Avant-Critique Roman

Il faudra attendre la presque toute fin du livre, lorsque le narrateur se trouve en Espagne dans la station de Sitarraf, la plus gay friendly qui soit, où il fait le gigolo chez Roberto (une histoire qui s'achèvera par ailleurs mal), et rencontre le jeune Juan, serveur-sculpteur au bar L'Azuria, pour que celui-ci explicite le titre du roman de Corentin Durand : l'inclinaison, c'est le mouvement qu'il imprime de ses mains, devenues calleuses, à ses sculptures, des vases tordus et assez moches. Avant de rentrer en France, à Sète, retrouver le Bleu, son grand amour platonique − contrairement à lui, ce voyou « n'en est pas » −, il a repris des forces, fait l'amour avec passion, ce qui est rare chez lui. « Je désirais les hommes, écrit-il, et je préférais mourir que les embrasser. » Dans un autre passage de ce qui se présente comme une confession, il se définit comme « tout à fait pédé », et « homophobe ». On imagine que sa vie ne va pas de soi.
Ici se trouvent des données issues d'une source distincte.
#[cfg(test)]
mod tests {
    use super::*;
    use async_trait::async_trait;
    use chrono::{DateTime, FixedOffset, Utc};
    use weather_core::{CurrentConditions, Forecast, ForecastSample};

    #[derive(Debug)]
    struct FakeProvider {
        fail: bool,
    }

    fn at(day: u32, hour: u32) -> DateTime<Utc> {
        Utc.with_ymd_and_hms(2024, 11, day, hour, 0, 0).unwrap()
    }

    #[async_trait]
    impl WeatherProvider for FakeProvider {
        async fn current(&self, location: &str, _unit: UnitSystem) -> Result<CurrentConditions> {
            if self.fail {
                anyhow::bail!(WeatherError::RequestFailed { status: 404, body: "city not found".into() });
            }
            Ok(CurrentConditions {
                location: location.to_string(),
                temperature: 20.0,
                feels_like: 19.5,
                humidity_pct: 40,
                wind_speed: 3.0,
                visibility_m: Some(8000.0),
                sunrise: at(5, 6),
                sunset: at(5, 17),
            })
        }

        async fn forecast(&self, location: &str, _unit: UnitSystem) -> Result<Forecast> {
            if self.fail {
                anyhow::bail!("connection refused");
            }
            let sample = |ts, temp_min, temp_max, condition: &str| ForecastSample {
                timestamp: ts,
                temp_min,
                temp_max,
                condition: condition.to_string(),
            };
            Ok(Forecast {
                location: location.to_string(),
                samples: vec![
                    sample(at(6, 0), 4.0, 9.0, "overcast clouds"),
                    sample(at(5, 21), 10.0, 15.0, "clear sky"),
                    sample(at(5, 0), 8.0, 18.0, "light rain"),
                ],
            })
        }
    }

    #[tokio::test]
    async fn forecast_is_printed_in_date_order() {
        let mut out = Vec::new();
        show_forecast(&FakeProvider { fail: false }, "London", UnitSystem::Metric, &Utc, &mut out)
            .await
            .unwrap();

        let text = String::from_utf8(out).unwrap();
        let lines: Vec<&str> = text.lines().collect();

        assert_eq!(lines[0], "");
        assert_eq!(lines[1], "5-Day Forecast for London");
        assert_eq!(lines[2], "Tue Nov 05 - High: 18.0°C, Low: 8.0°C, clear sky");
        assert_eq!(lines[3], "Wed Nov 06 - High: 9.0°C, Low: 4.0°C, overcast clouds");
        assert_eq!(lines.len(), 4);
    }

    #[tokio::test]
    async fn forecast_days_follow_the_given_zone() {
        let plus_fourteen = FixedOffset::east_opt(14 * 3600).unwrap();

        let mut out = Vec::new();
        show_forecast(&FakeProvider { fail: false }, "Tarawa", UnitSystem::Metric, &plus_fourteen, &mut out)
            .await
            .unwrap();

        let text = String::from_utf8(out).unwrap();
        let lines: Vec<&str> = text.lines().skip(2).collect();

        assert_eq!(
            lines,
            vec![
                "Tue Nov 05 - High: 18.0°C, Low: 8.0°C, light rain",
                "Wed Nov 06 - High: 15.0°C, Low: 4.0°C, overcast clouds",
            ]
        );
    }

    #[tokio::test]
    async fn current_weather_is_printed_with_units() {
        let mut out = Vec::new();
        show_current(&FakeProvider { fail: false }, "Boston", UnitSystem::Imperial, &Utc, &mut out)
            .await
            .unwrap();

        let text = String::from_utf8(out).unwrap();
        assert!(text.contains("Weather Data for Boston"));
        assert!(text.contains("Temperature: 20.00°F"));
        assert!(text.contains("Wind Speed: 3.00 mph"));
        assert!(text.contains("Visibility: 4.97 miles"));
    }

    #[tokio::test]
    async fn provider_failures_are_reported_with_context() {
        let mut out = Vec::new();
        let err = show_current(&FakeProvider { fail: true }, "Nowhere", UnitSystem::Metric, &Utc, &mut out)
            .await
            .unwrap_err();

        assert!(err.to_string().contains("Error fetching weather for Nowhere"));
        assert!(matches!(
            err.root_cause().downcast_ref::<WeatherError>(),
            Some(WeatherError::RequestFailed { status: 404, .. })
        ));
        assert!(out.is_empty());

        let err = show_forecast(&FakeProvider { fail: true }, "Nowhere", UnitSystem::Metric, &Utc, &mut out)
            .await
            .unwrap_err();
        assert!(format!("{err:#}").contains("connection refused"));
    }

    /// Answers prompts from fixed values and counts how often it was asked.
    #[derive(Default)]
    struct ScriptedPrompter {
        city: String,
        report: Option<Report>,
        units: Option<UnitSystem>,
        api_key: String,
        asked: std::cell::Cell<usize>,
    }

    impl ScriptedPrompter {
        fn ask(&self) {
            self.asked.set(self.asked.get() + 1);
        }
    }

    impl Prompter for ScriptedPrompter {
        fn city(&self) -> Result<String> {
            self.ask();
            Ok(self.city.clone())
        }

        fn report(&self) -> Result<Report> {
            self.ask();
            self.report.ok_or_else(|| anyhow::anyhow!("no report scripted"))
        }

        fn units(&self) -> Result<UnitSystem> {
            self.ask();
            self.units.ok_or_else(|| anyhow::anyhow!("no units scripted"))
        }

        fn api_key(&self) -> Result<String> {
            self.ask();
            Ok(self.api_key.clone())
        }
    }

    #[test]
    fn interactive_plan_prompts_for_everything() {
        let prompter = ScriptedPrompter {
            city: "  Madrid \n".into(),
            report: Some(Report::Forecast),
            units: Some(UnitSystem::Imperial),
            ..Default::default()
        };

        let plan = plan(None, None, None, &prompter).unwrap();

        assert_eq!(
            plan,
            Plan { report: Report::Forecast, city: "Madrid".into(), units: UnitSystem::Imperial }
        );
        assert_eq!(prompter.asked.get(), 3);
    }

    #[test]
    fn empty_city_is_rejected_before_the_menu() {
        let prompter = ScriptedPrompter { city: "   ".into(), ..Default::default() };

        let err = plan(None, None, None, &prompter).unwrap_err();
        assert!(matches!(err.downcast_ref::<WeatherError>(), Some(WeatherError::EmptyLocation)));
        assert_eq!(prompter.asked.get(), 1);
    }

    #[test]
    fn command_plan_uses_flag_then_config_then_metric() {
        let prompter = ScriptedPrompter::default();
        let current = || Some(Command::Current { city: Some("Rome".into()) });

        let flagged =
            plan(current(), Some(UnitSystem::Imperial), Some(UnitSystem::Metric), &prompter).unwrap();
        assert_eq!(flagged.units, UnitSystem::Imperial);

        let configured = plan(current(), None, Some(UnitSystem::Imperial), &prompter).unwrap();
        assert_eq!(configured.units, UnitSystem::Imperial);

        let fallback = plan(current(), None, None, &prompter).unwrap();
        assert_eq!(fallback, Plan { report: Report::Current, city: "Rome".into(), units: UnitSystem::Metric });

        assert_eq!(prompter.asked.get(), 0);
    }

    #[test]
    fn missing_city_argument_is_prompted_for() {
        let prompter = ScriptedPrompter { city: "Lima".into(), ..Default::default() };

        let plan = plan(Some(Command::Forecast { city: None }), None, None, &prompter).unwrap();
        assert_eq!(plan.city, "Lima");
        assert_eq!(plan.report, Report::Forecast);
        assert_eq!(prompter.asked.get(), 1);
    }

    #[test]
    fn units_flag_accepts_only_known_systems() {
        let cli = Cli::try_parse_from(["weather", "--units", "imperial", "forecast", "Paris"]).unwrap();
        assert_eq!(cli.units, Some(UnitSystem::Imperial));
        assert!(matches!(cli.command, Some(Command::Forecast { city: Some(ref c) }) if c == "Paris"));

        let err = Cli::try_parse_from(["weather", "--units", "kelvin", "current"]).unwrap_err();
        assert!(err.to_string().contains("Unknown unit system"));
    }

    #[test]
    fn no_command_means_interactive() {
        let cli = Cli::try_parse_from(["weather"]).unwrap();
        assert!(cli.command.is_none());
        assert_eq!(cli.units, None);
        assert_eq!(cli.log_file, PathBuf::from(DEFAULT_LOG_FILE));
    }

    fn config_cli(path: &Path, args: &[&str]) -> Cli {
        let path = path.to_str().unwrap();
        let argv = ["weather", "--config", path].into_iter().chain(args.iter().copied());
        Cli::try_parse_from(argv).unwrap()
    }

    #[tokio::test]
    async fn configure_saves_key_and_units() {
        let dir = tempfile::tempdir().unwrap();
        let path = dir.path().join("weather-cli").join("config.toml");
        let prompter = ScriptedPrompter {
            api_key: "  SECRET \n".into(),
            units: Some(UnitSystem::Imperial),
            ..Default::default()
        };

        let mut out = Vec::new();
        config_cli(&path, &["configure"]).run(&prompter, &mut out).await.unwrap();

        let saved = Config::load_from(&path).unwrap();
        assert_eq!(saved.api_key.as_deref(), Some("SECRET"));
        assert_eq!(saved.units, Some(UnitSystem::Imperial));

        let text = String::from_utf8(out).unwrap();
        assert!(text.starts_with("Configuration saved to "));
        assert!(text.contains("config.toml"));
        assert_eq!(prompter.asked.get(), 2);
    }

    #[tokio::test]
    async fn configure_rejects_blank_key_and_writes_nothing() {
        let dir = tempfile::tempdir().unwrap();
        let path = dir.path().join("config.toml");
        let prompter = ScriptedPrompter {
            api_key: "   ".into(),
            units: Some(UnitSystem::Metric),
            ..Default::default()
        };

        let mut out = Vec::new();
        let err = config_cli(&path, &["configure"]).run(&prompter, &mut out).await.unwrap_err();

        assert!(matches!(err.downcast_ref::<WeatherError>(), Some(WeatherError::MissingApiKey)));
        assert!(!path.exists());
        assert!(out.is_empty());
    }

    #[tokio::test]
    async fn configure_replaces_an_unparseable_file() {
        let dir = tempfile::tempdir().unwrap();
        let path = dir.path().join("config.toml");
        std::fs::write(&path, "api_key = = broken").unwrap();

        let prompter = ScriptedPrompter {
            api_key: "FRESH".into(),
            units: Some(UnitSystem::Metric),
            ..Default::default()
        };

        let mut out = Vec::new();
        config_cli(&path, &["configure"]).run(&prompter, &mut out).await.unwrap();

        let saved = Config::load_from(&path).unwrap();
        assert_eq!(saved.api_key.as_deref(), Some("FRESH"));
        assert_eq!(saved.units, Some(UnitSystem::Metric));
    }

    #[tokio::test]
    async fn report_commands_still_fail_on_an_unparseable_file() {
        let dir = tempfile::tempdir().unwrap();
        let path = dir.path().join("config.toml");
        std::fs::write(&path, "api_key = = broken").unwrap();

        let prompter = ScriptedPrompter::default();
        let mut out = Vec::new();
        let err = config_cli(&path, &["forecast", "Oslo"])
            .run(&prompter, &mut out)
            .await
            .unwrap_err();

        assert!(err.to_string().contains("Failed to parse config file"));
        assert_eq!(prompter.asked.get(), 0);
    }

    #[tokio::test]
    async fn run_rejects_blank_city_before_fetching() {
        let dir = tempfile::tempdir().unwrap();
        let path = dir.path().join("config.toml");

        let prompter = ScriptedPrompter::default();
        let mut out = Vec::new();
        let err = config_cli(&path, &["current", "  "])
            .run(&prompter, &mut out)
            .await
            .unwrap_err();

        assert!(matches!(err.downcast_ref::<WeatherError>(), Some(WeatherError::EmptyLocation)));
        assert!(out.is_empty());
    }
}
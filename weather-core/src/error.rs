use thiserror::Error;

/// Failures the core reports with a typed cause.
///
/// Transport, decoding and config I/O errors are carried as `anyhow::Error`
/// with context instead; callers that need to branch on a cause can
/// `downcast_ref::<WeatherError>()`.
#[derive(Debug, Error)]
pub enum WeatherError {
    #[error("Unknown unit system '{0}'. Supported unit systems: metric, imperial.")]
    InvalidUnitSystem(String),

    #[error("City name cannot be empty.")]
    EmptyLocation,

    #[error(
        "API key is missing.\n\
         Hint: set the WEATHER_API_KEY environment variable or run `weather configure`."
    )]
    MissingApiKey,

    #[error("OpenWeather request failed with status {status}: {body}")]
    RequestFailed { status: u16, body: String },
}
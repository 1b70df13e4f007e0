//! Binary crate for the `weather` command-line tool.
//!
//! This crate focuses on:
//! - Parsing CLI arguments
//! - Interactive prompts and configuration
//! - Human-friendly output formatting
//! - Wiring the diagnostic log

use std::process::ExitCode;

use clap::Parser;
use tracing::{error, info, instrument::WithSubscriber};

mod cli;
mod logging;
mod prompt;

#[tokio::main]
async fn main() -> ExitCode {
    // A missing .env file is fine; the variables may be set some other way.
    dotenvy::dotenv().ok();

    let cmd = cli::Cli::parse();
    let dispatch = logging::dispatch(&cmd.log_file);

    async move {
        info!(command = ?cmd.command, "Starting weather");

        let mut stdout = std::io::stdout();

        match cmd.run(&prompt::InquirePrompter::new(), &mut stdout).await {
            Ok(()) => ExitCode::SUCCESS,
            Err(err) => {
                error!("{err:#}");
                ExitCode::FAILURE
            }
        }
    }
    .with_subscriber(dispatch)
    .await
}
use anyhow::{Context, Result, anyhow};
use directories::ProjectDirs;
use serde::{Deserialize, Serialize};
use std::{
    fs,
    path::{Path, PathBuf},
};

use crate::{error::WeatherError, model::UnitSystem};

/// Environment variable that carries the OpenWeather API key.
pub const API_KEY_ENV: &str = "WEATHER_API_KEY";

/// Top-level configuration stored on disk.
///
/// Example TOML:
/// ```toml
/// api_key = "..."
/// units = "imperial"
/// ```
#[derive(Debug, Clone, Serialize, Deserialize, Default, PartialEq)]
pub struct Config {
    pub api_key: Option<String>,

    /// Default unit system when `--units` is not given.
    pub units: Option<UnitSystem>,
}

impl Config {
    /// Load config from `path`, or return an empty default if it doesn't exist yet.
    pub fn load_from(path: &Path) -> Result<Self> {
        if !path.exists() {
            // First run: no config file, return empty.
            return Ok(Self::default());
        }

        let contents = fs::read_to_string(path)
            .with_context(|| format!("Failed to read config file: {}", path.display()))?;

        let cfg: Config = toml::from_str(&contents)
            .with_context(|| format!("Failed to parse config file: {}", path.display()))?;

        tracing::debug!(path = %path.display(), "Loaded configuration");

        Ok(cfg)
    }

    /// Save config to `path`, creating parent directories as needed.
    pub fn save_to(&self, path: &Path) -> Result<()> {
        if let Some(parent) = path.parent() {
            fs::create_dir_all(parent).with_context(|| {
                format!("Failed to create config directory: {}", parent.display())
            })?;
        }

        let toml =
            toml::to_string_pretty(self).context("Failed to serialize configuration to TOML")?;

        fs::write(path, toml)
            .with_context(|| format!("Failed to write config file: {}", path.display()))?;

        Ok(())
    }

    /// Default path of the config file in the platform config directory.
    pub fn config_file_path() -> Result<PathBuf> {
        let dirs = ProjectDirs::from("dev", "weather-dashboard", "weather-cli")
            .ok_or_else(|| anyhow!("Could not determine platform config directory"))?;

        Ok(dirs.config_dir().join("config.toml"))
    }

    /// API key from `WEATHER_API_KEY`, else from the file.
    pub fn api_key(&self) -> Result<String, WeatherError> {
        self.resolve_api_key(std::env::var(API_KEY_ENV).ok())
    }

    /// Pick the credential: `from_env` wins over the stored key, blanks count as absent.
    pub fn resolve_api_key(&self, from_env: Option<String>) -> Result<String, WeatherError> {
        from_env
            .filter(|key| !key.trim().is_empty())
            .or_else(|| self.api_key.clone().filter(|key| !key.trim().is_empty()))
            .map(|key| key.trim().to_string())
            .ok_or(WeatherError::MissingApiKey)
    }

    pub fn set_api_key(&mut self, api_key: String) {
        self.api_key = Some(api_key);
    }

    pub fn set_units(&mut self, units: UnitSystem) {
        self.units = Some(units);
    }
}
use chrono::{DateTime, TimeZone, Utc};

use crate::model::{CurrentConditions, UnitSystem};

const KM_TO_MILES: f64 = 0.621371;

/// Wall-clock format for sunrise/sunset.
pub const CLOCK_FORMAT: &str = "%H:%M";

/// Convert a visibility in metres to the display unit (km or miles).
pub fn visibility_in(visibility_m: f64, unit: UnitSystem) -> f64 {
    let km = visibility_m / 1000.0;
    match unit {
        UnitSystem::Metric => km,
        UnitSystem::Imperial => km * KM_TO_MILES,
    }
}

/// Labeled lines describing a current-weather reading.
pub fn format_current<Tz>(reading: &CurrentConditions, unit: UnitSystem, tz: &Tz) -> Vec<String>
where
    Tz: TimeZone,
    Tz::Offset: std::fmt::Display,
{
    let symbol = unit.temperature_symbol();

    let visibility = match reading.visibility_m {
        Some(m) => format!("{:.2} {}", visibility_in(m, unit), unit.visibility_unit()),
        None => "n/a".to_string(),
    };

    vec![
        format!("Temperature: {:.2}°{symbol}", reading.temperature),
        format!("Feels Like: {:.2}°{symbol}", reading.feels_like),
        format!("Humidity: {}%", reading.humidity_pct),
        format!("Wind Speed: {:.2} {}", reading.wind_speed, unit.wind_unit()),
        format!("Visibility: {visibility}"),
        format!("Sunrise: {}", wall_clock(reading.sunrise, tz)),
        format!("Sunset: {}", wall_clock(reading.sunset, tz)),
    ]
}

fn wall_clock<Tz>(instant: DateTime<Utc>, tz: &Tz) -> String
where
    Tz: TimeZone,
    Tz::Offset: std::fmt::Display,
{
    instant.with_timezone(tz).format(CLOCK_FORMAT).to_string()
}
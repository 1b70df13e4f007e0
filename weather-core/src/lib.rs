//! Core library for the `weather` CLI.
//!
//! This crate defines:
//! - Day-bucketed forecast aggregation and its chronological rendering
//! - Formatting of current-conditions readings
//! - Configuration & credentials handling
//! - Abstraction over the weather provider (OpenWeather)
//!
//! It is used by `weather-cli`, but can also be reused by other binaries or services.

pub mod config;
pub mod current;
pub mod error;
pub mod forecast;
pub mod model;
pub mod provider;

pub use config::Config;
pub use current::format_current;
pub use error::WeatherError;
pub use forecast::{aggregate, render};
pub use model::{
    CurrentConditions, DayKey, DaySummary, Forecast, ForecastSample, UnitSystem,
    normalize_location,
};
pub use provider::{WeatherProvider, provider_from_config};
Pour le narrateur (on ignorera son prénom), la vingtaine, parisien, tout a commencé quand il a rencontré la bande du Grand Djhou, le Vicomte, le Petit Bleu et son frère le Bleu (en fait, un beur qui s'appelle Hocine). Des petits trafiquants, à qui il vend des drogues chimiques. La nuit, aussi, il participe à des partouzes tarifées. Après avoir balancé à la police son propre père, puis d'autres, le Bleu disparaît un jour, parti pour la Costa del Sol. Le narrateur va tout faire pour l'y rejoindre, avant d'ultimes retrouvailles à Sète, où la balance s'est refait une petite vie tranquille, sous sa vraie identité. Entre-temps, il aura vécu bien des mésaventures, racontées en alternance avec le souvenir de son oncle André, mort du sida, comme son compagnon Philippe, en 1996, l'année de naissance du narrateur, et celui de l'écrivain Jacques Costan − une sorte de Modiano − qui s'est suicidé en 1994.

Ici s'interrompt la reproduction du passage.